Research shows air pollution possibly linked to diabetes

by Sandra Haros/KTAR (October 6th, 2010)

PHOENIX – New research shows a possible link between diabetes and air pollution.

“We have one more thing to be concerned about if you’re at higher risk for diabetes,” says Wayne Tormala with the Arizona Department of Health.

“All diseases increase under bad air. We know that cardiovascular disease and we know that lung diseases and asthma.

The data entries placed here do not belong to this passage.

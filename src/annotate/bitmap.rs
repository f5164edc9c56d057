//! Built-in fixed-size font used when no scalable font can be loaded.
//!
//! Glyphs are 5x7 cells stored column-major, bit 0 at the top row, drawn at an
//! integer scale with one blank column between characters.

use crate::{annotate::composite::blend_pixel, foundation::core::Rgb8};

const GLYPH_W: u32 = 5;
const GLYPH_H: u32 = 7;
const ADVANCE: u32 = GLYPH_W + 1;

const FIRST: u32 = 0x20;

#[rustfmt::skip]
const ASCII: [[u8; 5]; 95] = [
    [0x00, 0x00, 0x00, 0x00, 0x00], // ' '
    [0x00, 0x00, 0x5F, 0x00, 0x00], // !
    [0x00, 0x07, 0x00, 0x07, 0x00], // "
    [0x14, 0x7F, 0x14, 0x7F, 0x14], // #
    [0x24, 0x2A, 0x7F, 0x2A, 0x12], // $
    [0x23, 0x13, 0x08, 0x64, 0x62], // %
    [0x36, 0x49, 0x55, 0x22, 0x50], // &
    [0x00, 0x05, 0x03, 0x00, 0x00], // '
    [0x00, 0x1C, 0x22, 0x41, 0x00], // (
    [0x00, 0x41, 0x22, 0x1C, 0x00], // )
    [0x14, 0x08, 0x3E, 0x08, 0x14], // *
    [0x08, 0x08, 0x3E, 0x08, 0x08], // +
    [0x00, 0x50, 0x30, 0x00, 0x00], // ,
    [0x08, 0x08, 0x08, 0x08, 0x08], // -
    [0x00, 0x60, 0x60, 0x00, 0x00], // .
    [0x20, 0x10, 0x08, 0x04, 0x02], // /
    [0x3E, 0x51, 0x49, 0x45, 0x3E], // 0
    [0x00, 0x42, 0x7F, 0x40, 0x00], // 1
    [0x42, 0x61, 0x51, 0x49, 0x46], // 2
    [0x21, 0x41, 0x45, 0x4B, 0x31], // 3
    [0x18, 0x14, 0x12, 0x7F, 0x10], // 4
    [0x27, 0x45, 0x45, 0x45, 0x39], // 5
    [0x3C, 0x4A, 0x49, 0x49, 0x30], // 6
    [0x01, 0x71, 0x09, 0x05, 0x03], // 7
    [0x36, 0x49, 0x49, 0x49, 0x36], // 8
    [0x06, 0x49, 0x49, 0x29, 0x1E], // 9
    [0x00, 0x36, 0x36, 0x00, 0x00], // :
    [0x00, 0x56, 0x36, 0x00, 0x00], // ;
    [0x08, 0x14, 0x22, 0x41, 0x00], // <
    [0x14, 0x14, 0x14, 0x14, 0x14], // =
    [0x00, 0x41, 0x22, 0x14, 0x08], // >
    [0x02, 0x01, 0x51, 0x09, 0x06], // ?
    [0x32, 0x49, 0x79, 0x41, 0x3E], // @
    [0x7E, 0x11, 0x11, 0x11, 0x7E], // A
    [0x7F, 0x49, 0x49, 0x49, 0x36], // B
    [0x3E, 0x41, 0x41, 0x41, 0x22], // C
    [0x7F, 0x41, 0x41, 0x22, 0x1C], // D
    [0x7F, 0x49, 0x49, 0x49, 0x41], // E
    [0x7F, 0x09, 0x09, 0x09, 0x01], // F
    [0x3E, 0x41, 0x49, 0x49, 0x7A], // G
    [0x7F, 0x08, 0x08, 0x08, 0x7F], // H
    [0x00, 0x41, 0x7F, 0x41, 0x00], // I
    [0x20, 0x40, 0x41, 0x3F, 0x01], // J
    [0x7F, 0x08, 0x14, 0x22, 0x41], // K
    [0x7F, 0x40, 0x40, 0x40, 0x40], // L
    [0x7F, 0x02, 0x0C, 0x02, 0x7F], // M
    [0x7F, 0x04, 0x08, 0x10, 0x7F], // N
    [0x3E, 0x41, 0x41, 0x41, 0x3E], // O
    [0x7F, 0x09, 0x09, 0x09, 0x06], // P
    [0x3E, 0x41, 0x51, 0x21, 0x5E], // Q
    [0x7F, 0x09, 0x19, 0x29, 0x46], // R
    [0x46, 0x49, 0x49, 0x49, 0x31], // S
    [0x01, 0x01, 0x7F, 0x01, 0x01], // T
    [0x3F, 0x40, 0x40, 0x40, 0x3F], // U
    [0x1F, 0x20, 0x40, 0x20, 0x1F], // V
    [0x3F, 0x40, 0x38, 0x40, 0x3F], // W
    [0x63, 0x14, 0x08, 0x14, 0x63], // X
    [0x07, 0x08, 0x70, 0x08, 0x07], // Y
    [0x61, 0x51, 0x49, 0x45, 0x43], // Z
    [0x00, 0x7F, 0x41, 0x41, 0x00], // [
    [0x02, 0x04, 0x08, 0x10, 0x20], // backslash
    [0x00, 0x41, 0x41, 0x7F, 0x00], // ]
    [0x04, 0x02, 0x01, 0x02, 0x04], // ^
    [0x40, 0x40, 0x40, 0x40, 0x40], // _
    [0x00, 0x01, 0x02, 0x04, 0x00], // `
    [0x20, 0x54, 0x54, 0x54, 0x78], // a
    [0x7F, 0x48, 0x44, 0x44, 0x38], // b
    [0x38, 0x44, 0x44, 0x44, 0x20], // c
    [0x38, 0x44, 0x44, 0x48, 0x7F], // d
    [0x38, 0x54, 0x54, 0x54, 0x18], // e
    [0x08, 0x7E, 0x09, 0x01, 0x02], // f
    [0x0C, 0x52, 0x52, 0x52, 0x3E], // g
    [0x7F, 0x08, 0x04, 0x04, 0x78], // h
    [0x00, 0x44, 0x7D, 0x40, 0x00], // i
    [0x20, 0x40, 0x44, 0x3D, 0x00], // j
    [0x7F, 0x10, 0x28, 0x44, 0x00], // k
    [0x00, 0x41, 0x7F, 0x40, 0x00], // l
    [0x7C, 0x04, 0x18, 0x04, 0x78], // m
    [0x7C, 0x08, 0x04, 0x04, 0x78], // n
    [0x38, 0x44, 0x44, 0x44, 0x38], // o
    [0x7C, 0x14, 0x14, 0x14, 0x08], // p
    [0x08, 0x14, 0x14, 0x18, 0x7C], // q
    [0x7C, 0x08, 0x04, 0x04, 0x08], // r
    [0x48, 0x54, 0x54, 0x54, 0x20], // s
    [0x04, 0x3F, 0x44, 0x40, 0x20], // t
    [0x3C, 0x40, 0x40, 0x20, 0x7C], // u
    [0x1C, 0x20, 0x40, 0x20, 0x1C], // v
    [0x3C, 0x40, 0x30, 0x40, 0x3C], // w
    [0x44, 0x28, 0x10, 0x28, 0x44], // x
    [0x0C, 0x50, 0x50, 0x50, 0x3C], // y
    [0x44, 0x64, 0x54, 0x4C, 0x44], // z
    [0x00, 0x08, 0x36, 0x41, 0x00], // {
    [0x00, 0x00, 0x7F, 0x00, 0x00], // |
    [0x00, 0x41, 0x36, 0x08, 0x00], // }
    [0x10, 0x08, 0x08, 0x10, 0x08], // ~
];

const COPYRIGHT: [u8; 5] = [0x3E, 0x5D, 0x55, 0x55, 0x3E];
const REPLACEMENT: [u8; 5] = [0x7F, 0x41, 0x41, 0x41, 0x7F];

fn glyph(c: char) -> &'static [u8; 5] {
    let code = u32::from(c);
    match c {
        '\u{00A9}' => &COPYRIGHT,
        _ if (FIRST..FIRST + ASCII.len() as u32).contains(&code) => {
            &ASCII[(code - FIRST) as usize]
        }
        _ => &REPLACEMENT,
    }
}

#[derive(Clone, Copy, Debug, PartialEq, Eq)]
pub struct BitmapFont {
    scale: u32,
}

impl Default for BitmapFont {
    fn default() -> Self {
        Self { scale: 2 }
    }
}

impl BitmapFont {
    pub fn with_scale(scale: u32) -> Self {
        Self {
            scale: scale.max(1),
        }
    }

    /// Ink box of a single line: `chars * 6 - 1` cells wide, 7 cells high.
    pub fn measure(&self, text: &str) -> (u32, u32) {
        let n = text.chars().count() as u32;
        if n == 0 {
            return (0, 0);
        }
        ((n * ADVANCE - 1) * self.scale, GLYPH_H * self.scale)
    }

    pub(crate) fn draw(&self, dst: &mut image::RgbaImage, x: i64, y: i64, text: &str, color: Rgb8) {
        let paint = color.premul_opaque();
        let s = i64::from(self.scale);
        for (i, c) in text.chars().enumerate() {
            let origin_x = x + i as i64 * i64::from(ADVANCE) * s;
            for (col, bits) in glyph(c).iter().enumerate() {
                for row in 0..GLYPH_H {
                    if (*bits >> row) & 1 == 0 {
                        continue;
                    }
                    let px = origin_x + col as i64 * s;
                    let py = y + i64::from(row) * s;
                    for dy in 0..s {
                        for dx in 0..s {
                            blend_pixel(dst, px + dx, py + dy, paint);
                        }
                    }
                }
            }
        }
    }
}

#[cfg(test)]
mod tests {
    use super::*;

    #[test]
    fn measure_scales_with_char_count() {
        let f = BitmapFont::with_scale(1);
        assert_eq!(f.measure(""), (0, 0));
        assert_eq!(f.measure("a"), (5, 7));
        assert_eq!(f.measure("abc"), (17, 7));
        assert_eq!(BitmapFont::with_scale(2).measure("abc"), (34, 14));
    }

    #[test]
    fn scale_zero_is_clamped() {
        assert_eq!(BitmapFont::with_scale(0).measure("a"), (5, 7));
    }

    #[test]
    fn glyph_lookup_covers_ascii_copyright_and_unknown() {
        assert_eq!(glyph(' '), &[0; 5]);
        assert_eq!(glyph('~'), &ASCII[94]);
        assert_eq!(glyph('©'), &COPYRIGHT);
        assert_eq!(glyph('é'), &REPLACEMENT);
    }

    #[test]
    fn draw_paints_inside_measured_box_only() {
        let f = BitmapFont::with_scale(1);
        let mut img = image::RgbaImage::from_pixel(20, 12, image::Rgba([0, 0, 0, 255]));
        f.draw(&mut img, 2, 3, "H1", Rgb8::WHITE);

        let (w, h) = f.measure("H1");
        let mut painted = 0;
        for (x, y, p) in img.enumerate_pixels() {
            if p.0 == [255, 255, 255, 255] {
                painted += 1;
                assert!((2..2 + w).contains(&x) && (3..3 + h).contains(&y), "({x},{y})");
            }
        }
        assert!(painted > 0);
    }

    #[test]
    fn draw_clips_at_edges() {
        let f = BitmapFont::default();
        let mut img = image::RgbaImage::from_pixel(4, 4, image::Rgba([0, 0, 0, 255]));
        f.draw(&mut img, -3, -5, "WWWW", Rgb8::WHITE);
        f.draw(&mut img, 3, 3, "WWWW", Rgb8::WHITE);
    }
}
use std::{
    io,
    path::{Path, PathBuf},
};

use crate::{
    foundation::error::{ShotError, ShotResult},
    path::{
        normalize::{bare_name, expand_home, normalize_lexical},
        roots::FilesystemRoots,
    },
};

/// Home-relative folders searched, in order, right after home itself.
pub const HOME_CANDIDATES: [&str; 3] = ["Downloads", "Desktop", "Documents"];

/// An absolute target directory, and whether it already existed when resolved.
#[derive(Clone, Debug, PartialEq, Eq)]
pub struct ResolvedPath {
    path: PathBuf,
    existed: bool,
}

impl ResolvedPath {
    pub fn path(&self) -> &Path {
        &self.path
    }

    pub fn existed(&self) -> bool {
        self.existed
    }
}

/// Turns user-typed destinations into absolute directories.
///
/// Resolution is a pure query: nothing is created on disk.
pub struct PathResolver {
    home: PathBuf,
    roots: Box<dyn FilesystemRoots>,
}

impl std::fmt::Debug for PathResolver {
    fn fmt(&self, f: &mut std::fmt::Formatter<'_>) -> std::fmt::Result {
        f.debug_struct("PathResolver")
            .field("home", &self.home)
            .finish_non_exhaustive()
    }
}

impl PathResolver {
    pub fn new(home: impl Into<PathBuf>, roots: Box<dyn FilesystemRoots>) -> ShotResult<Self> {
        let home = home.into();
        if !home.is_absolute() {
            return Err(ShotError::config(format!(
                "home directory must be absolute, got '{}'",
                home.display()
            )));
        }
        Ok(Self { home, roots })
    }

    pub fn resolve(&self, raw: &str) -> ShotResult<ResolvedPath> {
        let expanded = expand_home(raw, &self.home)?;
        let normalized = normalize_lexical(&expanded)?;

        if normalized.is_absolute() {
            return Ok(existing_or_not(normalized));
        }

        if let Some(name) = bare_name(&normalized) {
            return self.locate_bare(name);
        }
        if normalized == Path::new("..") {
            return Err(ShotError::invalid_path(raw, "'..' does not name a folder"));
        }

        let joined = self.home.join(&normalized);
        let normalized = normalize_lexical(&joined.to_string_lossy())?;
        Ok(existing_or_not(normalized))
    }

    /// Parents searched for a bare folder name: home, the usual home folders,
    /// then the platform roots. Duplicates keep their first position.
    pub fn candidate_parents(&self) -> ShotResult<Vec<PathBuf>> {
        let mut out = self.home_parents();
        let roots = self
            .roots
            .list_roots()
            .map_err(|e| enumeration_error(&self.home, e))?;
        push_unique(&mut out, roots);
        Ok(out)
    }

    fn home_parents(&self) -> Vec<PathBuf> {
        let mut out = vec![self.home.clone()];
        out.extend(HOME_CANDIDATES.iter().map(|c| self.home.join(c)));
        out
    }

    /// Home folders are probed before the roots are enumerated, so a broken
    /// volume cannot hide a match under home. An access error while listing
    /// roots is reported; any other listing failure skips the roots.
    fn locate_bare(&self, name: &std::ffi::OsStr) -> ShotResult<ResolvedPath> {
        let home_parents = self.home_parents();
        if let Some(found) = first_child_dir(&home_parents, name) {
            return Ok(found);
        }

        let roots = match self.roots.list_roots() {
            Ok(roots) => roots,
            Err(e) if e.kind() == io::ErrorKind::PermissionDenied => {
                return Err(enumeration_error(&self.home, e));
            }
            Err(e) => {
                tracing::warn!(error = %e, "filesystem roots unavailable, searching home only");
                Vec::new()
            }
        };
        let mut all = home_parents;
        let searched = all.len();
        push_unique(&mut all, roots);
        if let Some(found) = first_child_dir(&all[searched..], name) {
            return Ok(found);
        }

        let fallback = self.home.join(name);
        tracing::info!(
            folder = %name.to_string_lossy(),
            path = %fallback.display(),
            "folder not found in search locations, will create"
        );
        Ok(ResolvedPath {
            path: fallback,
            existed: false,
        })
    }
}

fn push_unique(out: &mut Vec<PathBuf>, more: Vec<PathBuf>) {
    for p in more {
        if !out.contains(&p) {
            out.push(p);
        }
    }
}

fn first_child_dir(parents: &[PathBuf], name: &std::ffi::OsStr) -> Option<ResolvedPath> {
    for parent in parents {
        let candidate = parent.join(name);
        match std::fs::metadata(&candidate) {
            Ok(meta) if meta.is_dir() => {
                tracing::info!(
                    folder = %name.to_string_lossy(),
                    path = %candidate.display(),
                    "found existing folder"
                );
                return Some(ResolvedPath {
                    path: candidate,
                    existed: true,
                });
            }
            Ok(_) => {
                tracing::debug!(path = %candidate.display(), "candidate is not a directory");
            }
            Err(e) if e.kind() == io::ErrorKind::NotFound => {}
            Err(e) => {
                tracing::debug!(
                    path = %candidate.display(),
                    error = %e,
                    "skipping inaccessible candidate"
                );
            }
        }
    }
    None
}

fn existing_or_not(path: PathBuf) -> ResolvedPath {
    let existed = path.is_dir();
    ResolvedPath { path, existed }
}

fn enumeration_error(home: &Path, e: io::Error) -> ShotError {
    if e.kind() == io::ErrorKind::PermissionDenied {
        ShotError::PermissionDenied {
            path: home.to_path_buf(),
            source: e,
        }
    } else {
        ShotError::Other(anyhow::Error::new(e).context("enumerate filesystem roots"))
    }
}
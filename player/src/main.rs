use anyhow::Result;
use tracing::info;

use player::config::PlayerConfig;

fn main() -> Result<()> {
    tracing_subscriber::fmt()
        .with_env_filter(
            tracing_subscriber::EnvFilter::try_from_default_env()
                .unwrap_or_else(|_| tracing_subscriber::EnvFilter::new("info")),
        )
        .init();

    let _ = dotenv::dotenv();

    let config = PlayerConfig::from_env();
    info!(
        "Streaming TTS from {} (reference_id={}, chunk_size={}, playback={}, save_wav={:?})",
        config.url, config.reference_id, config.chunk_size, config.playback, config.save_wav
    );

    let summary = player::run(&config)?;
    info!(
        "Stream finished: {} bytes in {} chunks, {:.2}s of audio, {:.2}s total",
        summary.stats.bytes,
        summary.stats.chunks,
        summary.audio_duration().as_secs_f64(),
        summary.elapsed.as_secs_f64()
    );
    Ok(())
}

Findings that diabetes prevalence increases with bad air are new.”

Research out of Children’s Hospital Boston shows people living in areas where air quality levels were near, but still below the acceptable EPA safety limits had more than 20 percent higher diabetes prevalence than those exposed to fewer air pollutants.

That includes exposure to car exhaust, industrial smoke and other types of fine particulate air pollution.

“There were some theories that breathing high level of particulates in the air creates an inflammatory response and that that in fact can affect your insulin levels and blood levels.”

“Certainly if you live in a highly urbanized area or where there are a lot of particulates in the air, then that should be a reminder to you that you really need to get those annual screenings, get your blood tested, you know – catch things early.”

View story here

Researchers say the study doesn’t prove one causes the other, but it is the first large scale national study to explore a possible link.